======== Records to use ========

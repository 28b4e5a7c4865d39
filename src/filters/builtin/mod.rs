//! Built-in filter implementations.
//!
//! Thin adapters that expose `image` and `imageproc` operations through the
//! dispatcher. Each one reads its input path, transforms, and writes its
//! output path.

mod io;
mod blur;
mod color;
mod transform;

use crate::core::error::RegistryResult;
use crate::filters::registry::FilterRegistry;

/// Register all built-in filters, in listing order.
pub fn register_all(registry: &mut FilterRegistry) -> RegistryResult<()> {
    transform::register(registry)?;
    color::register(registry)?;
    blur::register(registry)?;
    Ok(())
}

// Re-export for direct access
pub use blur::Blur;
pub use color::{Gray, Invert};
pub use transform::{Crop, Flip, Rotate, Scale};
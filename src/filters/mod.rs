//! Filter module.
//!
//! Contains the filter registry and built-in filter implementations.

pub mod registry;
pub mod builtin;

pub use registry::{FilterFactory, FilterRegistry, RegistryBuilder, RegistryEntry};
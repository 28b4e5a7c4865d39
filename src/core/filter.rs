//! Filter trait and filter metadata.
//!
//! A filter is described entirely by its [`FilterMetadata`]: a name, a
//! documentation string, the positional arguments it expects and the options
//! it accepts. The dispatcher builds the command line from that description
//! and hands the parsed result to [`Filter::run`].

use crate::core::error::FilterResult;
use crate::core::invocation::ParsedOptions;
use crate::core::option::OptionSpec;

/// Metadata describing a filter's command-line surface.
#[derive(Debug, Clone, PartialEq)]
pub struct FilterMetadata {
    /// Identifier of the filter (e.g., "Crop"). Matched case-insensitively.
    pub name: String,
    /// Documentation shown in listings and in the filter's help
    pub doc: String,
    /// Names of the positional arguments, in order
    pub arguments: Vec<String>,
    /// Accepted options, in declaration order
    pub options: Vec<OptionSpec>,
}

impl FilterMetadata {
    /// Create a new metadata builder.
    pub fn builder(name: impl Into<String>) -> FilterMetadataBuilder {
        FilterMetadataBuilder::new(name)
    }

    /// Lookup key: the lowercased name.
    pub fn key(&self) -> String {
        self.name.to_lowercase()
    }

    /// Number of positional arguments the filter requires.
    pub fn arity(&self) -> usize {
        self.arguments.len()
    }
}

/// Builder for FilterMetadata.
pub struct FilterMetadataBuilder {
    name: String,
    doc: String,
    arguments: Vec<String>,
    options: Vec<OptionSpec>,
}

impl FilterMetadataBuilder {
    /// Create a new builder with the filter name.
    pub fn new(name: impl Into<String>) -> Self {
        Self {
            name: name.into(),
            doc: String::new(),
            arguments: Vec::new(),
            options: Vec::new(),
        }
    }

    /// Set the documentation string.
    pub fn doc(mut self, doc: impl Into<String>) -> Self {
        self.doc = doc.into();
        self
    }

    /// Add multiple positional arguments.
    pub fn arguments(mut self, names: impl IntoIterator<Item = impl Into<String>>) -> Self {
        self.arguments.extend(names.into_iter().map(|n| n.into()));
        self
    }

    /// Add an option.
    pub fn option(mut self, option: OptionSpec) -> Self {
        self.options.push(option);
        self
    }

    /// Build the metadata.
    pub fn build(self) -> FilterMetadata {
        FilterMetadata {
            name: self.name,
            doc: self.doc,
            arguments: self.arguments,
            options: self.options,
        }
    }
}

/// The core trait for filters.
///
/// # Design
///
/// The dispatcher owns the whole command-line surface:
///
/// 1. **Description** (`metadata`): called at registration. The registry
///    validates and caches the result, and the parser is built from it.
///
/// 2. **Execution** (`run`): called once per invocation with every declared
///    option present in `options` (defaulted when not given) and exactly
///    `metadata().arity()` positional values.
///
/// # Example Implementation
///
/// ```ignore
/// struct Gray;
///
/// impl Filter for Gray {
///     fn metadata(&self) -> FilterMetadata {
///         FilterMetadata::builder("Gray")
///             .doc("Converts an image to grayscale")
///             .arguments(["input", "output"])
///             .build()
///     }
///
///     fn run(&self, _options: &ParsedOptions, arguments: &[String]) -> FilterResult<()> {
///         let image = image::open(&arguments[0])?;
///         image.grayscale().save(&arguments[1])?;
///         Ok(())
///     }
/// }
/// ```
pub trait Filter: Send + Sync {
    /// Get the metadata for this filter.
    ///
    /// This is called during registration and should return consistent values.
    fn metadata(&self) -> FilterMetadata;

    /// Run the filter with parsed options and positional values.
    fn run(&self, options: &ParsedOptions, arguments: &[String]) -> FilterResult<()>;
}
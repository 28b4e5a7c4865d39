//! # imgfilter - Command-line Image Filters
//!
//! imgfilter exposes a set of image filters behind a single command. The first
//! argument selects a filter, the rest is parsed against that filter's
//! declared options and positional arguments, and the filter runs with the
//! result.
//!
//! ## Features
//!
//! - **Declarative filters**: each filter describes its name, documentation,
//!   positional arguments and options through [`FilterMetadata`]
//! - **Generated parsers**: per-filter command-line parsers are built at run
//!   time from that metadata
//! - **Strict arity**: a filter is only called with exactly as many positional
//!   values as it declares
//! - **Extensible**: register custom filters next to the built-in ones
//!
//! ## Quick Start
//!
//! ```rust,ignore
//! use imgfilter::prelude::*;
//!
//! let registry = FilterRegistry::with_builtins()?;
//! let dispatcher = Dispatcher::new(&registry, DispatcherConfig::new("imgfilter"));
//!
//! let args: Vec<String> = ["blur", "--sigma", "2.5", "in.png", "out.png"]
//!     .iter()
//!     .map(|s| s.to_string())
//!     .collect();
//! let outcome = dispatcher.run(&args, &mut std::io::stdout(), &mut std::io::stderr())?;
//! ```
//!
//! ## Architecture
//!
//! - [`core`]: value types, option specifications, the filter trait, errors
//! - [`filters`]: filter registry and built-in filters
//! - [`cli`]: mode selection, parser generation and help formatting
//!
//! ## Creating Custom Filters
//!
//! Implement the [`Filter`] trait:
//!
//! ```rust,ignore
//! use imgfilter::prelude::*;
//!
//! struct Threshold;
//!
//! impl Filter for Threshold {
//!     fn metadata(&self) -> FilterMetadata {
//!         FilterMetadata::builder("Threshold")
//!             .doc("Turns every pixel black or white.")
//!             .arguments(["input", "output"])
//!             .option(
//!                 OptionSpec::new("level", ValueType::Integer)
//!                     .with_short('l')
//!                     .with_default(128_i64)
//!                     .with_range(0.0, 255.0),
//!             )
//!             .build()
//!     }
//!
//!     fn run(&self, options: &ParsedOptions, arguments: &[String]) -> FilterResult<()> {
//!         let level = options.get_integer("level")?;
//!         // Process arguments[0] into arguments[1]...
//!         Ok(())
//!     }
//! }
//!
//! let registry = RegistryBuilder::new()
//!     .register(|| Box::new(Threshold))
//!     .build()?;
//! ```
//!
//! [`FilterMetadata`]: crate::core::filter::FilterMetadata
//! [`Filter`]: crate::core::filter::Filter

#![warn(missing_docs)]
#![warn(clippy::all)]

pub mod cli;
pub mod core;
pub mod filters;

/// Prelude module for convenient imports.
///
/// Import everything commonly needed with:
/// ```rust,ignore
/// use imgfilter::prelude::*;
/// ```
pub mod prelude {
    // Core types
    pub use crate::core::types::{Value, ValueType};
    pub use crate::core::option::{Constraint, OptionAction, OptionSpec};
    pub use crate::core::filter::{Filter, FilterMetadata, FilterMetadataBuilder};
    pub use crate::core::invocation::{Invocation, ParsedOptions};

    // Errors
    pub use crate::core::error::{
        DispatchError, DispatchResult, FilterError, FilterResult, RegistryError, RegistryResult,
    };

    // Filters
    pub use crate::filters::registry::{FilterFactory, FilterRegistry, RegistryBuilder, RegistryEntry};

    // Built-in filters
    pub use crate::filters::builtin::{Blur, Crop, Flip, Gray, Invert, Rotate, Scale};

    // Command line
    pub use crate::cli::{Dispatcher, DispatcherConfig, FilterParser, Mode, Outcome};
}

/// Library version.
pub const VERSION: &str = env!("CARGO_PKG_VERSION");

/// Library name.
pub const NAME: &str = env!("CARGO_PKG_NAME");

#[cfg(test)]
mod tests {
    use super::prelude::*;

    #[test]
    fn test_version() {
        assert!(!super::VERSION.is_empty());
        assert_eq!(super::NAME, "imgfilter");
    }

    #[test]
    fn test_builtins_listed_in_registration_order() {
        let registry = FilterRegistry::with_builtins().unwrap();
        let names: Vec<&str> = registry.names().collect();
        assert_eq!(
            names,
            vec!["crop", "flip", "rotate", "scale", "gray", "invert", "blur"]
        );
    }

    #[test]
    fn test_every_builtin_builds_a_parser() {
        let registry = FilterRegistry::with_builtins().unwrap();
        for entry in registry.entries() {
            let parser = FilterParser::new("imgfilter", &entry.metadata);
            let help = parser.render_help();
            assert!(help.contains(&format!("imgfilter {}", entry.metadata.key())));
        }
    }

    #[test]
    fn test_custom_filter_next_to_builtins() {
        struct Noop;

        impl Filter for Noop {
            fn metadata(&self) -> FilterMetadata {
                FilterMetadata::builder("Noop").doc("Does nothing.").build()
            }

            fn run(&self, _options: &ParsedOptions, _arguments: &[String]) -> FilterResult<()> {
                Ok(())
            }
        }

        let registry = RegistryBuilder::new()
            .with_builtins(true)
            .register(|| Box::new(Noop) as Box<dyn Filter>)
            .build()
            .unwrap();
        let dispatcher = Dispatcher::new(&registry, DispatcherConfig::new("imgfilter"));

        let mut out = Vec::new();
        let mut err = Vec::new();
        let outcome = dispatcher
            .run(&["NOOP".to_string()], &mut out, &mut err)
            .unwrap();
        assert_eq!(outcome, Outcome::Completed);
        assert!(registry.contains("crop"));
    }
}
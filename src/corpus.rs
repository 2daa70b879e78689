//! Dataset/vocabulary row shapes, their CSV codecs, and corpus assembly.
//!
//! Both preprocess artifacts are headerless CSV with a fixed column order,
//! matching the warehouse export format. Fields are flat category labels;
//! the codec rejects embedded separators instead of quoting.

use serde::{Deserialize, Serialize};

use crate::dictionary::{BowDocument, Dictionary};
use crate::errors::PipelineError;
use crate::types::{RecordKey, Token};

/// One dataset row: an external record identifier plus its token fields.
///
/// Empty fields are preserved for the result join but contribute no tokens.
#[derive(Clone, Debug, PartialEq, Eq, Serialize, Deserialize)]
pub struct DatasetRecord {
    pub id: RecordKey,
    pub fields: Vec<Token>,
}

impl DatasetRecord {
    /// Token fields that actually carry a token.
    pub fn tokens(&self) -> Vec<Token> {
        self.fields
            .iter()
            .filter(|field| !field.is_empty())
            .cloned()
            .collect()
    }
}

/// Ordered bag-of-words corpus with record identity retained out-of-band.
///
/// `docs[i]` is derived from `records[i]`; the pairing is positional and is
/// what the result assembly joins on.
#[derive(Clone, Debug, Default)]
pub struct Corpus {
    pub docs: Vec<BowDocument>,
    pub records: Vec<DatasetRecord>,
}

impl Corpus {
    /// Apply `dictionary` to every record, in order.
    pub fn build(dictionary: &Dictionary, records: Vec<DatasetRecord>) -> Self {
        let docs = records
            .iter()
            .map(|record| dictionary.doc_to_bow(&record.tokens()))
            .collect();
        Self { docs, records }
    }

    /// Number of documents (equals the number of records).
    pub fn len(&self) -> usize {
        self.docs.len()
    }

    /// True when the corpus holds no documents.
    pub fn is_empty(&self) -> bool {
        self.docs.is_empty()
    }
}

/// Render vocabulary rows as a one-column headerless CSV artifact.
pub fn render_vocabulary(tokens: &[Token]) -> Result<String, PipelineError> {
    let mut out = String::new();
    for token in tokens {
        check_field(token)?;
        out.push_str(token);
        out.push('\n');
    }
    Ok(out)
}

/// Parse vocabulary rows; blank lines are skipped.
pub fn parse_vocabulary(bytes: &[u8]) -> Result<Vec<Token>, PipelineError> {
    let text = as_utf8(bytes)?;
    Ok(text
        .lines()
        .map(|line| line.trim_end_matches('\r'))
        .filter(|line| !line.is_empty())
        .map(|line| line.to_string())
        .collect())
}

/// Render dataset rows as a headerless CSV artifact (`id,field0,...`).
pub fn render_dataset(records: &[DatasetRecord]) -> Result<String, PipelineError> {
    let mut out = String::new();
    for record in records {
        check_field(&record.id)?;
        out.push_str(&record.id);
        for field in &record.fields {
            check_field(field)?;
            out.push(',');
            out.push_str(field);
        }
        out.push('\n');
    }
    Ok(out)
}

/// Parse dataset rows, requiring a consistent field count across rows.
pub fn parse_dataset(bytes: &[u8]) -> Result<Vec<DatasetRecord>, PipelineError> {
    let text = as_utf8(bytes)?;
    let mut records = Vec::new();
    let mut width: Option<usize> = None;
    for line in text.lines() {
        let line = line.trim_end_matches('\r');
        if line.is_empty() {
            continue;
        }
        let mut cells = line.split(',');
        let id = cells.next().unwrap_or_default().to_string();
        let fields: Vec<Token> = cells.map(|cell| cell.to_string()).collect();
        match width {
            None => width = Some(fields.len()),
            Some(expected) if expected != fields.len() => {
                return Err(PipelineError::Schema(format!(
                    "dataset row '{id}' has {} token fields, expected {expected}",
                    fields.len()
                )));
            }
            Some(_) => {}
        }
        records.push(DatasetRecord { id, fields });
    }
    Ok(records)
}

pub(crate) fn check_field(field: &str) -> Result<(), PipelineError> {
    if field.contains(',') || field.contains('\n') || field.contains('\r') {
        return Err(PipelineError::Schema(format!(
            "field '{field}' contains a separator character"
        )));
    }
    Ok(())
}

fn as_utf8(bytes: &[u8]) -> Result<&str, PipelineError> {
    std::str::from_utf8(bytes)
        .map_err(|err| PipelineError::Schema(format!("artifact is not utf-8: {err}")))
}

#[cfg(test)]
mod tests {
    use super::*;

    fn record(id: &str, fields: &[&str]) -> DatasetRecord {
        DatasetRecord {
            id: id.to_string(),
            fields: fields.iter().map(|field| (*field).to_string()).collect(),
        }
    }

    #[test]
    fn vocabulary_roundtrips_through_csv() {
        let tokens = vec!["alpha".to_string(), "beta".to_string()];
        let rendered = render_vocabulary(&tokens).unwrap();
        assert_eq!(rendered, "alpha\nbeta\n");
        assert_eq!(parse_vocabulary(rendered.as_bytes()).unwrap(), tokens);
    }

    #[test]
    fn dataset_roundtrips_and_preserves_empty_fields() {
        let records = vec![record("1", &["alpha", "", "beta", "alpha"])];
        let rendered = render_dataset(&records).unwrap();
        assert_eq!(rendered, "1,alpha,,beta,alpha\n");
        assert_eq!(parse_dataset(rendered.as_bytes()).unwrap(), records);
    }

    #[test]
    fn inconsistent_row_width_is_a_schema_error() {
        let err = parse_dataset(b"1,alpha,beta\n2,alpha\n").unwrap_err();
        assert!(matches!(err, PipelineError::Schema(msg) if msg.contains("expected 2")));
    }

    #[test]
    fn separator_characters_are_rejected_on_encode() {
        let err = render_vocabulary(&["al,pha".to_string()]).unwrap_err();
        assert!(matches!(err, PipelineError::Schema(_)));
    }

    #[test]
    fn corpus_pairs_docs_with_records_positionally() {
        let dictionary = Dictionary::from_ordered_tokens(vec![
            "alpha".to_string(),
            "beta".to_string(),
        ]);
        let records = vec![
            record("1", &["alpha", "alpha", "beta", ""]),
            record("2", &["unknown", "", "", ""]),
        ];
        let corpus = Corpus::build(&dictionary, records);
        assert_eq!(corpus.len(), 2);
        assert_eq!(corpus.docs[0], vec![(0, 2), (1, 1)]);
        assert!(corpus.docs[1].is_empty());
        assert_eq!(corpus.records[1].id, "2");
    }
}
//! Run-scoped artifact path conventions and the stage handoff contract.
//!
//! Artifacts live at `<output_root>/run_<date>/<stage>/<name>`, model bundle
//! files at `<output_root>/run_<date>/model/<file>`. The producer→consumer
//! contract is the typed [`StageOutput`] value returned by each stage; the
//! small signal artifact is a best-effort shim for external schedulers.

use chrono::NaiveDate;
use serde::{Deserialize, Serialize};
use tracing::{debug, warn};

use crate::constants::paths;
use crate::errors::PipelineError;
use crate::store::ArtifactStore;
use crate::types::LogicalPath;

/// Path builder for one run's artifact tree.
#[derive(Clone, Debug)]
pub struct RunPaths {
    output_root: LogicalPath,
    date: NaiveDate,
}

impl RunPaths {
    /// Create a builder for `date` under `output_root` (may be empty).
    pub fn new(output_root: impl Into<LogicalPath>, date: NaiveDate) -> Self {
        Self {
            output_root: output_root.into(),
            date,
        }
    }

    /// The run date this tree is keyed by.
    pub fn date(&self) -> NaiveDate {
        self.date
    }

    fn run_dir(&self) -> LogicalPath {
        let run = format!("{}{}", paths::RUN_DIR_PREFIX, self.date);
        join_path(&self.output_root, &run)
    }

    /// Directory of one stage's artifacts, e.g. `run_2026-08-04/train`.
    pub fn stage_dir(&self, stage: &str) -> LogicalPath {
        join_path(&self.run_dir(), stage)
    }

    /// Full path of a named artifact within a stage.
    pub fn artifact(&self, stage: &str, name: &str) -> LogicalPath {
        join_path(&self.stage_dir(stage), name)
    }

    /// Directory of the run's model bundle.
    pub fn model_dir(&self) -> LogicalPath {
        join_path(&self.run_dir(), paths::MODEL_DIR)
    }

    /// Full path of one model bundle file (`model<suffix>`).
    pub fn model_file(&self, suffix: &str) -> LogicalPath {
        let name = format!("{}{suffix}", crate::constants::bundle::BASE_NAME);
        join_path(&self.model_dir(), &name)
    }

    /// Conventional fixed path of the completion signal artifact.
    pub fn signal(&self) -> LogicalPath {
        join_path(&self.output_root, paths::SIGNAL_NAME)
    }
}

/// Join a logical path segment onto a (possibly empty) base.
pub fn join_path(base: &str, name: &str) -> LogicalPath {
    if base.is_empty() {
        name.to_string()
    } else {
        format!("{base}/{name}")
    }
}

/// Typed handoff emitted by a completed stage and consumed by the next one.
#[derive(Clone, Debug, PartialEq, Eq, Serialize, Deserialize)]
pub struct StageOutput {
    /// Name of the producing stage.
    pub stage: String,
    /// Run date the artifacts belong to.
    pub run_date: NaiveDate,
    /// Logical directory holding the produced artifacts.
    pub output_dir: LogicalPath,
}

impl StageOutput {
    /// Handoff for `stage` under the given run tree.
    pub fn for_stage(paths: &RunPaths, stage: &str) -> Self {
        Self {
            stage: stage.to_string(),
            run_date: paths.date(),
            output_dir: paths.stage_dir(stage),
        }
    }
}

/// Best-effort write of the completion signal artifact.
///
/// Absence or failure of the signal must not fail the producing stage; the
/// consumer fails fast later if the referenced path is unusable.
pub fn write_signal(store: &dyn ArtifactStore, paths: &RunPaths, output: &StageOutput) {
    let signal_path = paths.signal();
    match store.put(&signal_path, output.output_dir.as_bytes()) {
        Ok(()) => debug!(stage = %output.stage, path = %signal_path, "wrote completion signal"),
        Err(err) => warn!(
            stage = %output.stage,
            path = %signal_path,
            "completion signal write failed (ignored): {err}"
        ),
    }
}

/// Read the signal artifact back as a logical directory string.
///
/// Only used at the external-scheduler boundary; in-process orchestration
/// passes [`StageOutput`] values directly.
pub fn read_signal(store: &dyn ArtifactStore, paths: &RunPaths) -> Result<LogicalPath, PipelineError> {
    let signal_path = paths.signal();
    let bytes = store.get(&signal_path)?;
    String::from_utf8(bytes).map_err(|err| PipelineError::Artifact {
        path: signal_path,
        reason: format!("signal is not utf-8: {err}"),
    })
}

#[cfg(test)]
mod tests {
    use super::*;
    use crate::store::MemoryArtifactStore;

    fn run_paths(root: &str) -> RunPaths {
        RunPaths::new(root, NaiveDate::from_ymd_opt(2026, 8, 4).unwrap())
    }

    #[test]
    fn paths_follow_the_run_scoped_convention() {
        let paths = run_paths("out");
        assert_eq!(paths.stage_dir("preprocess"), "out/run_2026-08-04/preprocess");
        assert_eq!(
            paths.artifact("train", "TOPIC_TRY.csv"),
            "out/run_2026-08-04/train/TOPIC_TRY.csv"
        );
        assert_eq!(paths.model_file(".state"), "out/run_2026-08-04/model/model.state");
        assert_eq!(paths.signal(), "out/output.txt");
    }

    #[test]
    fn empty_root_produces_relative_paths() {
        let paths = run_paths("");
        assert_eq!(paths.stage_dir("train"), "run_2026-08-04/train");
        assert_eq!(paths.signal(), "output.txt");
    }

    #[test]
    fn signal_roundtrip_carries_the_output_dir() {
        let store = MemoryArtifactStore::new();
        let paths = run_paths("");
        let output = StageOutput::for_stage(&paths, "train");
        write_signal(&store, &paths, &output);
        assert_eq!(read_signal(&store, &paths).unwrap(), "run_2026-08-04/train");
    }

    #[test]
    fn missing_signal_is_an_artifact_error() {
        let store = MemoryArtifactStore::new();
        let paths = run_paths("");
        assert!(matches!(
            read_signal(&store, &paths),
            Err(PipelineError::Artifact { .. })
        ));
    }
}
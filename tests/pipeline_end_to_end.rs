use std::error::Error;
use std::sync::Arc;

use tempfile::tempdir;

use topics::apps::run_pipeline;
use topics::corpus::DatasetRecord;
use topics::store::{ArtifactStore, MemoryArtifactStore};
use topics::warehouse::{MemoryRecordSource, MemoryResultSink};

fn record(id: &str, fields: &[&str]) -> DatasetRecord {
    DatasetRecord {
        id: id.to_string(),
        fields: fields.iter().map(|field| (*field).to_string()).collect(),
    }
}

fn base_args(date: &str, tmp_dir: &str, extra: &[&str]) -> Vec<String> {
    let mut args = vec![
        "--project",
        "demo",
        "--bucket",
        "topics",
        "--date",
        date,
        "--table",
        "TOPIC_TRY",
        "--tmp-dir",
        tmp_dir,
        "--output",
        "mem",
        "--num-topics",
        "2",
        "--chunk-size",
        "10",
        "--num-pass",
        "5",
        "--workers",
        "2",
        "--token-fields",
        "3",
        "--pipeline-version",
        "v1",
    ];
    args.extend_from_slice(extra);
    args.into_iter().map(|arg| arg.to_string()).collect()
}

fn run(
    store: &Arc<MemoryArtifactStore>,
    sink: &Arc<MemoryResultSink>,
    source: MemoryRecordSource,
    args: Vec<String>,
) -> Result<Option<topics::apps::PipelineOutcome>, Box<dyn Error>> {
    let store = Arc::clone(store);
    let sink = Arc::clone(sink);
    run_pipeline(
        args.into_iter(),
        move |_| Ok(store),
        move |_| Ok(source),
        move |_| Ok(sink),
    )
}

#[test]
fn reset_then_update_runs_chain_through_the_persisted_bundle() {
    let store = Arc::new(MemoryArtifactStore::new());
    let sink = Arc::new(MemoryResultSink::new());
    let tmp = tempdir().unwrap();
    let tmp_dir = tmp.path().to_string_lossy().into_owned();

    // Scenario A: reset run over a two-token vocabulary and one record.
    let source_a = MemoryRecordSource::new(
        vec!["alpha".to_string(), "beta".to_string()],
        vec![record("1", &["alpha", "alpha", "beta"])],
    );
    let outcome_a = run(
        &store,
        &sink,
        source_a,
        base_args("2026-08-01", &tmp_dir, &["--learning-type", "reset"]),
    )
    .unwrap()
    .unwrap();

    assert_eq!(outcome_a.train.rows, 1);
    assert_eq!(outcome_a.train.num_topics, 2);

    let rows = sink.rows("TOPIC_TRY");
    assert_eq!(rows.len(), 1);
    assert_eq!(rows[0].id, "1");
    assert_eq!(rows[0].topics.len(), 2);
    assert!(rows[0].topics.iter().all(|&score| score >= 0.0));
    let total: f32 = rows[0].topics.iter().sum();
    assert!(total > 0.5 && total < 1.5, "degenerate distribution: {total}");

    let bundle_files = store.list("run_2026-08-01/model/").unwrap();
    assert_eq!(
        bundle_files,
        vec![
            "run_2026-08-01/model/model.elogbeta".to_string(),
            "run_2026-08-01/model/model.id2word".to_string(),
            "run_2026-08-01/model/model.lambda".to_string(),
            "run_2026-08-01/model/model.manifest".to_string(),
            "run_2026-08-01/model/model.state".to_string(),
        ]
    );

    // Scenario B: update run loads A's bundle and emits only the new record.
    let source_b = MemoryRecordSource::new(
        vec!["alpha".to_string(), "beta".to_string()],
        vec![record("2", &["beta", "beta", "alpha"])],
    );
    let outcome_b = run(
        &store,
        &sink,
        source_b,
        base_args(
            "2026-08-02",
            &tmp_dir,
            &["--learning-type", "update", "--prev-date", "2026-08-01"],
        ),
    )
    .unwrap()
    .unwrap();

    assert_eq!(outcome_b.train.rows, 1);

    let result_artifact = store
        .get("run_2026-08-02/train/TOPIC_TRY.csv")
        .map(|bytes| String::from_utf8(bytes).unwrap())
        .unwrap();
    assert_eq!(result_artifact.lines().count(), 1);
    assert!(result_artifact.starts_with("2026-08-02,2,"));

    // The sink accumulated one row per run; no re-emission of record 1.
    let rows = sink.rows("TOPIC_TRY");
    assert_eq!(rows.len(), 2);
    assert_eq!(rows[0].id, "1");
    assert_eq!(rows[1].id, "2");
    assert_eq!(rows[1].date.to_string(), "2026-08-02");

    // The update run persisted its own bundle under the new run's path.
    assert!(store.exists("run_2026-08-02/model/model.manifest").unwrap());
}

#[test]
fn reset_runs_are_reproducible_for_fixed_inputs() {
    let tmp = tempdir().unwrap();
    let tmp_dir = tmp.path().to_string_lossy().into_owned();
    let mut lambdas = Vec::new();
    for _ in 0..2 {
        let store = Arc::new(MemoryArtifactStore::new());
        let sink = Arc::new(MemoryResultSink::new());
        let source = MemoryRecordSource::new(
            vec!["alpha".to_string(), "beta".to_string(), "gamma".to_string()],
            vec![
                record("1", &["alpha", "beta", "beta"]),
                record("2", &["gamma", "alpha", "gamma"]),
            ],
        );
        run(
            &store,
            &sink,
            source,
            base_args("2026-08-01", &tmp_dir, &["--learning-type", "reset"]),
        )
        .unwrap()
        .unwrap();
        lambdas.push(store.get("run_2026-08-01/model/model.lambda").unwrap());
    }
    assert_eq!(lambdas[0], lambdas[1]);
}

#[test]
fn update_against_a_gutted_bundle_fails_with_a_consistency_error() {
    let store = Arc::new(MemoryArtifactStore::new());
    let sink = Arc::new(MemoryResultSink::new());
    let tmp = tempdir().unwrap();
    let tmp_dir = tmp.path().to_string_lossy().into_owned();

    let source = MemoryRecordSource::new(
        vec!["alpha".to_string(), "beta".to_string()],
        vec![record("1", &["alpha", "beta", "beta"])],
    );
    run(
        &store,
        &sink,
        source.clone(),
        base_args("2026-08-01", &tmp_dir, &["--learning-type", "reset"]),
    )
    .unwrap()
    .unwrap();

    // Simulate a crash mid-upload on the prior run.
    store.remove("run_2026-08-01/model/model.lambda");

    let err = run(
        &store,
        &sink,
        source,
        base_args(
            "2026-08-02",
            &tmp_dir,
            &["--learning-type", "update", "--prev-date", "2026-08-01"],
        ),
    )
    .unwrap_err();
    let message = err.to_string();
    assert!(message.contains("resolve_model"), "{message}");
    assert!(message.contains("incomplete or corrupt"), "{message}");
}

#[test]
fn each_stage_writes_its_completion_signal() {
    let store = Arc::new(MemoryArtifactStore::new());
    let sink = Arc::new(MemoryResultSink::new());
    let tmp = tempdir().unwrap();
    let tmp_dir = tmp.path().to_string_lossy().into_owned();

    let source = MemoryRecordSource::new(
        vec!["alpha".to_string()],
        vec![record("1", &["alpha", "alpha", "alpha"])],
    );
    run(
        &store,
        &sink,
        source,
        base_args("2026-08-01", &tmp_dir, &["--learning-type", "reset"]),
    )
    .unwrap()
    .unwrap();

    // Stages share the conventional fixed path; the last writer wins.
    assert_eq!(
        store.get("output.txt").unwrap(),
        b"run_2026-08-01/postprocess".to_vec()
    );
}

========

#### Exercise prompt:
Show all lines from the records above where the word "None" occurs.

#### Solution:
    let mut width: Option<usize> = None;
            None => width = Some(fields.len()),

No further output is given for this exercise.